AIM OF THE EXERCISE → Where a line of the material contains the string "format", copy that line.

━━━━━ DATA

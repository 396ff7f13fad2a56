pub mod password;

use chrono::{Duration, Utc};
use jsonwebtoken::{decode, encode, DecodingKey, EncodingKey, Header, Validation};
use serde::{Deserialize, Serialize};
use thiserror::Error;
use uuid::Uuid;

use crate::config::SecurityConfig;
use crate::database::models::{Role, User};

pub use password::{hash_password, verify_password, PasswordError};

#[derive(Debug, Clone, PartialEq, Serialize, Deserialize)]
pub struct Claims {
    pub sub: Uuid,
    pub username: String,
    pub role: Role,
    pub exp: i64,
    pub iat: i64,
}

impl Claims {
    pub fn new(user: &User, expiry_hours: u64) -> Self {
        let now = Utc::now();
        let exp = (now + Duration::hours(expiry_hours as i64)).timestamp();

        Self {
            sub: user.id,
            username: user.username.clone(),
            role: user.role,
            exp,
            iat: now.timestamp(),
        }
    }
}

/// Longest accepted token lifetime (one year)
pub const MAX_EXPIRY_HOURS: u64 = 24 * 366;

#[derive(Debug, Error)]
pub enum JwtError {
    #[error("JWT generation error: {0}")]
    TokenGeneration(String),

    #[error("Invalid JWT token: {0}")]
    InvalidToken(String),

    #[error("Invalid JWT secret")]
    InvalidSecret,

    #[error("JWT expiry must be between 1 and {max} hours, got {0}", max = MAX_EXPIRY_HOURS)]
    InvalidExpiry(u64),
}

/// Signs and verifies HS256 session tokens.
pub struct TokenIssuer {
    encoding_key: EncodingKey,
    decoding_key: DecodingKey,
    expiry_hours: u64,
}

impl TokenIssuer {
    pub fn new(secret: &str, expiry_hours: u64) -> Result<Self, JwtError> {
        if secret.is_empty() {
            return Err(JwtError::InvalidSecret);
        }
        if !(1..=MAX_EXPIRY_HOURS).contains(&expiry_hours) {
            return Err(JwtError::InvalidExpiry(expiry_hours));
        }

        Ok(Self {
            encoding_key: EncodingKey::from_secret(secret.as_bytes()),
            decoding_key: DecodingKey::from_secret(secret.as_bytes()),
            expiry_hours,
        })
    }

    pub fn from_config(security: &SecurityConfig) -> Result<Self, JwtError> {
        Self::new(&security.jwt_secret, security.jwt_expiry_hours)
    }

    /// Token lifetime in seconds
    pub fn expires_in(&self) -> i64 {
        self.expiry_hours as i64 * 3600
    }

    pub fn sign(&self, user: &User) -> Result<String, JwtError> {
        self.encode_claims(&Claims::new(user, self.expiry_hours))
    }

    pub fn verify(&self, token: &str) -> Result<Claims, JwtError> {
        decode::<Claims>(token, &self.decoding_key, &Validation::default())
            .map(|data| data.claims)
            .map_err(|e| JwtError::InvalidToken(e.to_string()))
    }

    fn encode_claims(&self, claims: &Claims) -> Result<String, JwtError> {
        encode(&Header::default(), claims, &self.encoding_key)
            .map_err(|e| JwtError::TokenGeneration(e.to_string()))
    }
}
pub mod error;
pub mod project_service;
pub mod user_service;

pub use error::{ServiceError, ServiceResult};
pub use project_service::ProjectService;
pub use user_service::{Session, UserService};
// handlers/elevated/project.rs - GET /api/project/getAllProjects

use axum::{extract::State, Extension};

use crate::database::models::Project;
use crate::middleware::{ApiResponse, ApiResult, AuthUser};
use crate::services::ProjectService;

/// Every project in the system. Admin role required.
pub async fn get_all_projects(
    State(projects): State<ProjectService>,
    Extension(auth_user): Extension<AuthUser>,
) -> ApiResult<Vec<Project>> {
    let all = projects.get_all_projects().await?;
    tracing::debug!("Admin {} listed {} projects", auth_user.username, all.len());
    Ok(ApiResponse::success(all))
}
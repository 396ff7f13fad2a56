#![allow(dead_code)]

use std::sync::Arc;

use axum::{
    body::Body,
    http::{header, HeaderMap, Method, Request, StatusCode},
    Router,
};
use serde_json::{json, Value};
use tower::ServiceExt;

use projecthub_api::app::{app, AppState};
use projecthub_api::auth::TokenIssuer;
use projecthub_api::config::{AppConfig, Environment};

pub const PASSWORD: &str = "correct horse battery";

/// Response pieces the suites assert on
pub struct TestResponse {
    pub status: StatusCode,
    pub headers: HeaderMap,
    pub body: Value,
}

/// A registered account and a token for it
pub struct TestUser {
    pub id: String,
    pub username: String,
    pub token: String,
}

/// Full router over the in-memory store, driven with `oneshot`
pub struct TestApp {
    router: Router,
    state: AppState,
}

pub fn test_config() -> AppConfig {
    let mut config = AppConfig::defaults(Environment::Development);
    config.security.jwt_secret = "integration-test-secret".to_string();
    config.security.bcrypt_cost = 4;
    config.api.enable_request_logging = false;
    config
}

impl TestApp {
    pub fn new() -> Self {
        Self::with_config(test_config())
    }

    pub fn with_config(config: AppConfig) -> Self {
        let tokens = Arc::new(TokenIssuer::from_config(&config.security).expect("token issuer"));
        let state = AppState::in_memory(tokens, &config);
        Self {
            router: app(state.clone(), &config),
            state,
        }
    }

    pub async fn request(&self, request: Request<Body>) -> TestResponse {
        let response = self
            .router
            .clone()
            .oneshot(request)
            .await
            .expect("router is infallible");

        let status = response.status();
        let headers = response.headers().clone();
        let bytes = axum::body::to_bytes(response.into_body(), usize::MAX)
            .await
            .expect("read body");
        let body = serde_json::from_slice(&bytes).unwrap_or(Value::Null);

        TestResponse { status, headers, body }
    }

    pub async fn send(
        &self,
        method: Method,
        uri: &str,
        token: Option<&str>,
        body: Option<Value>,
    ) -> TestResponse {
        let mut builder = Request::builder().method(method).uri(uri);
        if let Some(token) = token {
            builder = builder.header(header::AUTHORIZATION, format!("Bearer {}", token));
        }
        let request = match body {
            Some(body) => builder
                .header(header::CONTENT_TYPE, "application/json")
                .body(Body::from(body.to_string())),
            None => builder.body(Body::empty()),
        }
        .expect("build request");

        self.request(request).await
    }

    pub async fn get(&self, uri: &str, token: Option<&str>) -> TestResponse {
        self.send(Method::GET, uri, token, None).await
    }

    pub async fn register(&self, username: &str) -> TestResponse {
        self.send(
            Method::POST,
            "/api/user/register",
            None,
            Some(json!({
                "username": username,
                "email": format!("{}@example.com", username),
                "password": PASSWORD
            })),
        )
        .await
    }

    pub async fn login(&self, username: &str) -> TestResponse {
        self.send(
            Method::POST,
            "/api/user/login",
            None,
            Some(json!({ "username": username, "password": PASSWORD })),
        )
        .await
    }

    /// Register then log in
    pub async fn signup(&self, username: &str) -> TestUser {
        let registered = self.register(username).await;
        assert_eq!(registered.status, StatusCode::OK, "register {}: {}", username, registered.body);

        let session = self.login(username).await;
        assert_eq!(session.status, StatusCode::OK, "login {}: {}", username, session.body);

        TestUser {
            id: registered.body["data"]["id"].as_str().expect("user id").to_string(),
            username: username.to_string(),
            token: session.body["data"]["token"].as_str().expect("token").to_string(),
        }
    }

    /// Register an account, grant it admin and return a token carrying the role
    pub async fn signup_admin(&self, username: &str) -> TestUser {
        let user = self.signup(username).await;
        self.state.users.promote(username).await.expect("promote");

        let session = self.login(username).await;
        TestUser {
            token: session.body["data"]["token"].as_str().expect("token").to_string(),
            ..user
        }
    }

    pub async fn create_project(&self, owner: &TestUser, name: &str) -> TestResponse {
        self.send(
            Method::POST,
            "/api/project/createProject",
            Some(&owner.token),
            Some(json!({
                "name": name,
                "description": "d",
                "startDate": "2024-01-01",
                "endDate": "2024-12-31"
            })),
        )
        .await
    }

    /// Create a project and return its id
    pub async fn project_id(&self, owner: &TestUser, name: &str) -> String {
        let created = self.create_project(owner, name).await;
        assert_eq!(created.status, StatusCode::OK, "create {}: {}", name, created.body);
        created.body["data"]["id"].as_str().expect("project id").to_string()
    }
}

━━━━━━━━━━

YOUR SOLUTION →
            builder = builder.header(header::AUTHORIZATION, format!("Bearer {}", token));
                "email": format!("{}@example.com", username),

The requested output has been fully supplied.